[Start of Attachment]

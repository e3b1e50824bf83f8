//! Accepted shapes of a file field value.
//!
//! A file value is one of three records:
//!
//! - a link, `{source: "url", url, filename?, contentType?}`
//! - flat local metadata, `{source: "local", name, size, type?, lastModified?}`
//! - nested local metadata, `{source: "local", file: {name, size, type?, ...}}`

use serde_json::{Map, Value};

use super::predicate::{FailureDetail, FailureKind, FormatKind, Predicate, ValueKind};
use crate::constraints::{FileConstraints, StoragePreference};

const MB: f64 = 1024.0 * 1024.0;

/// One of the three file record layouts.
#[derive(Debug, Clone, Copy, PartialEq, Eq)]
pub enum FileShape {
    /// A linked http(s) URL.
    Url,
    /// Local metadata at the top level.
    LocalFlat,
    /// Local metadata under `file`.
    LocalNested,
}

impl FileShape {
    const fn source(self) -> &'static str {
        match self {
            Self::Url => "url",
            Self::LocalFlat | Self::LocalNested => "local",
        }
    }
}

/// Compiled checks for a file field.
#[derive(Debug, Clone)]
pub struct FileSchema {
    shapes: Vec<FileShape>,
    url_checks: Vec<Predicate>,
    meta_checks: Vec<Predicate>,
}

impl FileSchema {
    /// Builds the schema for `constraints`, using `default_max_size_mb` when
    /// the record carries no usable limit.
    #[must_use]
    pub fn new(constraints: &FileConstraints, default_max_size_mb: f64) -> Self {
        let shapes = match constraints.storage_preference {
            Some(StoragePreference::Url) => vec![FileShape::Url],
            Some(StoragePreference::Local) => vec![FileShape::LocalFlat, FileShape::LocalNested],
            None => vec![FileShape::Url, FileShape::LocalFlat, FileShape::LocalNested],
        };
        let max_size_mb = if constraints.max_size_mb.is_finite() && constraints.max_size_mb > 0.0 {
            constraints.max_size_mb
        } else {
            default_max_size_mb
        };

        Self {
            shapes,
            url_checks: vec![
                Predicate::Format(FormatKind::HttpUrl),
                Predicate::UrlAccept(constraints.allowed_formats.clone()),
            ],
            meta_checks: vec![
                Predicate::FileAccept(constraints.allowed_formats.clone()),
                Predicate::MaxFileBytes(max_size_mb * MB),
            ],
        }
    }

    /// Returns the accepted shapes, in evaluation order.
    #[must_use]
    pub fn shapes(&self) -> &[FileShape] {
        &self.shapes
    }

    /// Passes if `value` matches any accepted shape.
    ///
    /// When none matches, the failure of the shape the value was evidently
    /// aiming for is reported, falling back to the first accepted shape.
    pub fn evaluate(&self, value: &Value) -> Result<(), FailureDetail> {
        let Some(record) = value.as_object() else {
            return Err(FailureDetail::new(FailureKind::Type(ValueKind::Object)));
        };

        let mut failures = Vec::with_capacity(self.shapes.len());
        for shape in &self.shapes {
            match self.check_shape(*shape, record) {
                Ok(()) => return Ok(()),
                Err(failure) => failures.push((*shape, failure)),
            }
        }

        let intended = intended_shape(record);
        let index = failures
            .iter()
            .position(|(shape, _)| Some(*shape) == intended)
            .unwrap_or(0);
        Err(failures.swap_remove(index).1)
    }

    fn check_shape(&self, shape: FileShape, record: &Map<String, Value>) -> Result<(), FailureDetail> {
        match shape {
            FileShape::Url => {
                require(record, &["source", "url"])?;
                check_source(record, shape)?;
                let Some(url) = record.get("url").filter(|v| v.is_string()) else {
                    return Err(FailureDetail::new(FailureKind::Type(ValueKind::String)));
                };
                for check in &self.url_checks {
                    check.evaluate(url)?;
                }
                optional_string(record, "filename")?;
                optional_string(record, "contentType")
            }
            FileShape::LocalFlat => {
                require(record, &["source", "name", "size"])?;
                check_source(record, shape)?;
                check_meta_properties(record)?;
                self.check_meta(record)
            }
            FileShape::LocalNested => {
                require(record, &["source", "file"])?;
                check_source(record, shape)?;
                let Some(file) = record.get("file").and_then(Value::as_object) else {
                    return Err(FailureDetail::new(FailureKind::Type(ValueKind::Object)));
                };
                require(file, &["name", "size"])?;
                check_meta_properties(file)?;
                self.check_meta(file)
            }
        }
    }

    fn check_meta(&self, meta: &Map<String, Value>) -> Result<(), FailureDetail> {
        let meta = Value::Object(meta.clone());
        self.meta_checks
            .iter()
            .try_for_each(|check| check.evaluate(&meta))
    }
}

/// Guesses which layout a failing record was meant to have.
fn intended_shape(record: &Map<String, Value>) -> Option<FileShape> {
    match record.get("source").and_then(Value::as_str) {
        Some("url") => Some(FileShape::Url),
        Some("local") if record.get("file").is_some_and(Value::is_object) => {
            Some(FileShape::LocalNested)
        }
        Some("local") => Some(FileShape::LocalFlat),
        _ => None,
    }
}

fn require(record: &Map<String, Value>, keys: &[&str]) -> Result<(), FailureDetail> {
    if keys.iter().all(|key| record.contains_key(*key)) {
        Ok(())
    } else {
        Err(FailureDetail::new(FailureKind::Required))
    }
}

fn check_source(record: &Map<String, Value>, shape: FileShape) -> Result<(), FailureDetail> {
    match record.get("source").and_then(Value::as_str) {
        Some(source) if source == shape.source() => Ok(()),
        _ => Err(FailureDetail::new(FailureKind::Const)),
    }
}

fn optional_string(record: &Map<String, Value>, key: &str) -> Result<(), FailureDetail> {
    match record.get(key) {
        Some(v) if !v.is_string() => Err(FailureDetail::new(FailureKind::Type(ValueKind::String))),
        _ => Ok(()),
    }
}

fn is_digit_string(value: &Value) -> bool {
    value
        .as_str()
        .is_some_and(|s| !s.is_empty() && s.bytes().all(|b| b.is_ascii_digit()))
}

/// Checks the property types of local file metadata.
fn check_meta_properties(meta: &Map<String, Value>) -> Result<(), FailureDetail> {
    optional_string(meta, "name")?;
    optional_string(meta, "type")?;

    if let Some(size) = meta.get("size") {
        let valid = size.as_f64().map_or_else(|| is_digit_string(size), |n| n >= 0.0);
        if !valid {
            return Err(FailureDetail::new(FailureKind::AnyOf));
        }
    }
    if let Some(modified) = meta.get("lastModified") {
        if !(modified.is_number() || is_digit_string(modified)) {
            return Err(FailureDetail::new(FailureKind::AnyOf));
        }
    }
    Ok(())
}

[End of Attachment]

→ Exercise: Each entry above is to be copied out exactly as written.

→ Solution to this task:
repository e3b1e50824bf83f8
//! Accepted shapes of a file field value.
//!
//! A file value is one of three records:
//!
//! - a link, `{source: "url", url, filename?, contentType?}`
//! - flat local metadata, `{source: "local", name, size, type?, lastModified?}`
//! - nested local metadata, `{source: "local", file: {name, size, type?, ...}}`

use serde_json::{Map, Value};

use super::predicate::{FailureDetail, FailureKind, FormatKind, Predicate, ValueKind};
use crate::constraints::{FileConstraints, StoragePreference};

const MB: f64 = 1024.0 * 1024.0;

/// One of the three file record layouts.
#[derive(Debug, Clone, Copy, PartialEq, Eq)]
pub enum FileShape {
    /// A linked http(s) URL.
    Url,
    /// Local metadata at the top level.
    LocalFlat,
    /// Local metadata under `file`.
    LocalNested,
}

impl FileShape {
    const fn source(self) -> &'static str {
        match self {
            Self::Url => "url",
            Self::LocalFlat | Self::LocalNested => "local",
        }
    }
}

/// Compiled checks for a file field.
#[derive(Debug, Clone)]
pub struct FileSchema {
    shapes: Vec<FileShape>,
    url_checks: Vec<Predicate>,
    meta_checks: Vec<Predicate>,
}

impl FileSchema {
    /// Builds the schema for `constraints`, using `default_max_size_mb` when
    /// the record carries no usable limit.
    #[must_use]
    pub fn new(constraints: &FileConstraints, default_max_size_mb: f64) -> Self {
        let shapes = match constraints.storage_preference {
            Some(StoragePreference::Url) => vec![FileShape::Url],
            Some(StoragePreference::Local) => vec![FileShape::LocalFlat, FileShape::LocalNested],
            None => vec![FileShape::Url, FileShape::LocalFlat, FileShape::LocalNested],
        };
        let max_size_mb = if constraints.max_size_mb.is_finite() && constraints.max_size_mb > 0.0 {
            constraints.max_size_mb
        } else {
            default_max_size_mb
        };

        Self {
            shapes,
            url_checks: vec![
                Predicate::Format(FormatKind::HttpUrl),
                Predicate::UrlAccept(constraints.allowed_formats.clone()),
            ],
            meta_checks: vec![
                Predicate::FileAccept(constraints.allowed_formats.clone()),
                Predicate::MaxFileBytes(max_size_mb * MB),
            ],
        }
    }

    /// Returns the accepted shapes, in evaluation order.
    #[must_use]
    pub fn shapes(&self) -> &[FileShape] {
        &self.shapes
    }

    /// Passes if `value` matches any accepted shape.
    ///
    /// When none matches, the failure of the shape the value was evidently
    /// aiming for is reported, falling back to the first accepted shape.
    pub fn evaluate(&self, value: &Value) -> Result<(), FailureDetail> {
        let Some(record) = value.as_object() else {
            return Err(FailureDetail::new(FailureKind::Type(ValueKind::Object)));
        };

        let mut failures = Vec::with_capacity(self.shapes.len());
        for shape in &self.shapes {
            match self.check_shape(*shape, record) {
                Ok(()) => return Ok(()),
                Err(failure) => failures.push((*shape, failure)),
            }
        }

        let intended = intended_shape(record);
        let index = failures
            .iter()
            .position(|(shape, _)| Some(*shape) == intended)
            .unwrap_or(0);
        Err(failures.swap_remove(index).1)
    }

    fn check_shape(&self, shape: FileShape, record: &Map<String, Value>) -> Result<(), FailureDetail> {
        match shape {
            FileShape::Url => {
                require(record, &["source", "url"])?;
                check_source(record, shape)?;
                let Some(url) = record.get("url").filter(|v| v.is_string()) else {
                    return Err(FailureDetail::new(FailureKind::Type(ValueKind::String)));
                };
                for check in &self.url_checks {
                    check.evaluate(url)?;
                }
                optional_string(record, "filename")?;
                optional_string(record, "contentType")
            }
            FileShape::LocalFlat => {
                require(record, &["source", "name", "size"])?;
                check_source(record, shape)?;
                check_meta_properties(record)?;
                self.check_meta(record)
            }
            FileShape::LocalNested => {
                require(record, &["source", "file"])?;
                check_source(record, shape)?;
                let Some(file) = record.get("file").and_then(Value::as_object) else {
                    return Err(FailureDetail::new(FailureKind::Type(ValueKind::Object)));
                };
                require(file, &["name", "size"])?;
                check_meta_properties(file)?;
                self.check_meta(file)
            }
        }
    }

    fn check_meta(&self, meta: &Map<String, Value>) -> Result<(), FailureDetail> {
        let meta = Value::Object(meta.clone());
        self.meta_checks
            .iter()
            .try_for_each(|check| check.evaluate(&meta))
    }
}

/// Guesses which layout a failing record was meant to have.
fn intended_shape(record: &Map<String, Value>) -> Option<FileShape> {
    match record.get("source").and_then(Value::as_str) {
        Some("url") => Some(FileShape::Url),
        Some("local") if record.get("file").is_some_and(Value::is_object) => {
            Some(FileShape::LocalNested)
        }
        Some("local") => Some(FileShape::LocalFlat),
        _ => None,
    }
}

fn require(record: &Map<String, Value>, keys: &[&str]) -> Result<(), FailureDetail> {
    if keys.iter().all(|key| record.contains_key(*key)) {
        Ok(())
    } else {
        Err(FailureDetail::new(FailureKind::Required))
    }
}

fn check_source(record: &Map<String, Value>, shape: FileShape) -> Result<(), FailureDetail> {
    match record.get("source").and_then(Value::as_str) {
        Some(source) if source == shape.source() => Ok(()),
        _ => Err(FailureDetail::new(FailureKind::Const)),
    }
}

fn optional_string(record: &Map<String, Value>, key: &str) -> Result<(), FailureDetail> {
    match record.get(key) {
        Some(v) if !v.is_string() => Err(FailureDetail::new(FailureKind::Type(ValueKind::String))),
        _ => Ok(()),
    }
}

fn is_digit_string(value: &Value) -> bool {
    value
        .as_str()
        .is_some_and(|s| !s.is_empty() && s.bytes().all(|b| b.is_ascii_digit()))
}

/// Checks the property types of local file metadata.
fn check_meta_properties(meta: &Map<String, Value>) -> Result<(), FailureDetail> {
    optional_string(meta, "name")?;
    optional_string(meta, "type")?;

    if let Some(size) = meta.get("size") {
        let valid = size.as_f64().map_or_else(|| is_digit_string(size), |n| n >= 0.0);
        if !valid {
            return Err(FailureDetail::new(FailureKind::AnyOf));
        }
    }
    if let Some(modified) = meta.get("lastModified") {
        if !(modified.is_number() || is_digit_string(modified)) {
            return Err(FailureDetail::new(FailureKind::AnyOf));
        }
    }
    Ok(())
}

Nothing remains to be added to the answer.